Es wird festgestellt, dass es kein wirkliches ‚Happy End‘ gibt. Chris konnte zwar dem Haus und der Situation entfliehen, jedoch nicht dem gesellschaftlichen System, das weiterhin bestehen bleibt. Er hat in diesem Szenario gewonnen, wird jedoch dennoch in Zukunft Alltagsrassismus begegnen.

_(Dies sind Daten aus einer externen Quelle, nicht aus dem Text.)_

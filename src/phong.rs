//! CPU reference for the fragment stage's lighting.
//!
//! Mirrors `shaders/phong.wgsl` term for term so the lighting can be checked
//! without a GPU.

use crate::material::MaterialKind;
use glam::Vec3;

/// A single point light.
#[derive(Clone, Copy, Debug, PartialEq)]
pub struct PointLight {
    pub position: Vec3,
    pub color: Vec3,
}

/// Shades one surface point.
///
/// `normal` need not be unit length. Returns
/// `(ambient + diffuse + specular) * base_color`.
pub fn shade(
    frag_pos: Vec3,
    normal: Vec3,
    light: &PointLight,
    view_pos: Vec3,
    kind: MaterialKind,
) -> Vec3 {
    let material = kind.material();
    let norm = normal.normalize();
    let light_dir = (light.position - frag_pos).normalize();

    let ambient = Vec3::from(material.ambient) * light.color;

    let diff = norm.dot(light_dir).max(0.0);
    let diffuse = diff * Vec3::from(material.diffuse) * light.color;

    let view_dir = (view_pos - frag_pos).normalize();
    let reflect_dir = reflect(-light_dir, norm);
    let spec = view_dir.dot(reflect_dir).max(0.0).powf(material.shininess);
    let specular = spec * Vec3::from(material.specular) * light.color;

    (ambient + diffuse + specular) * Vec3::from(kind.base_color())
}

/// GLSL/WGSL `reflect`: `i - 2 * dot(n, i) * n`.
fn reflect(incident: Vec3, normal: Vec3) -> Vec3 {
    incident - 2.0 * normal.dot(incident) * normal
}

#[cfg(test)]
mod tests {
    use super::*;

    const EPS: f32 = 1e-5;

    fn white_light(position: Vec3) -> PointLight {
        PointLight {
            position,
            color: Vec3::ONE,
        }
    }

    #[test]
    fn light_behind_surface_leaves_only_ambient() {
        let kind = MaterialKind::Wall;
        let light = white_light(Vec3::new(0.0, -5.0, 0.0));
        let color = shade(Vec3::Y, Vec3::Y, &light, Vec3::new(0.0, 5.0, 0.0), kind);

        let expected = Vec3::from(kind.material().ambient) * Vec3::from(kind.base_color());
        assert!((color - expected).abs().max_element() < EPS);
    }

    #[test]
    fn head_on_light_and_viewer_give_full_response() {
        let kind = MaterialKind::Plastic;
        let m = kind.material();
        let light = white_light(Vec3::new(0.0, 4.0, 0.0));
        let color = shade(Vec3::Y, Vec3::Y, &light, Vec3::new(0.0, 3.0, 0.0), kind);

        let expected = (Vec3::from(m.ambient) + Vec3::from(m.diffuse) + Vec3::from(m.specular))
            * Vec3::from(kind.base_color());
        assert!((color - expected).abs().max_element() < EPS);
    }

    #[test]
    fn metal_highlight_falls_off_faster_than_wall() {
        // Viewer slightly off the mirror direction.
        let light = white_light(Vec3::new(-2.0, 2.0, 0.0));
        let view = Vec3::new(2.0, 2.2, 0.0);

        let spec_share = |kind: MaterialKind| {
            let lit = shade(Vec3::ZERO, Vec3::Y, &light, view, kind);
            let m = kind.material();
            let diff = Vec3::Y.dot((light.position).normalize()).max(0.0);
            let base = Vec3::from(kind.base_color());
            let without_spec = (Vec3::from(m.ambient) + diff * Vec3::from(m.diffuse)) * base;
            ((lit - without_spec) / (Vec3::from(m.specular) * base)).x
        };

        assert!(spec_share(MaterialKind::Metal) < spec_share(MaterialKind::Wall));
    }

    #[test]
    fn unnormalized_normal_is_accepted() {
        let light = white_light(Vec3::new(1.0, 3.0, 2.0));
        let view = Vec3::new(0.0, 1.5, 3.0);
        let a = shade(Vec3::X, Vec3::X, &light, view, MaterialKind::Wood);
        let b = shade(Vec3::X, Vec3::X * 7.0, &light, view, MaterialKind::Wood);
        assert!((a - b).abs().max_element() < EPS);
    }

    #[test]
    fn reflect_mirrors_about_normal() {
        let r = reflect(Vec3::new(1.0, -1.0, 0.0), Vec3::Y);
        assert!((r - Vec3::new(1.0, 1.0, 0.0)).length() < EPS);
    }
}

*“Antiblackness seeks to preserve the association between both blackness and black people and slave status.“2

Kommentare vom Regisseur

Der Film wird als Horrorsatire1 betitelt. Denn er ist nicht nur zum Schocken da, sondern soll die Gesellschaft zum Nachdenken anregen. Der Regisseur selbst erwähnt in einem Interview mit dem SPIEGEL, dass der Protagonist und er eine „Grunderfahrung [teilen], die jeder Afroamerikaner kennt.“1, und zwar diese: „Man erlebt Rassismus, doch das weiße Gegenüber leugnet ihn.“1

Angst im dunkeln? (Quelle: Kyle Loftus von Pexels)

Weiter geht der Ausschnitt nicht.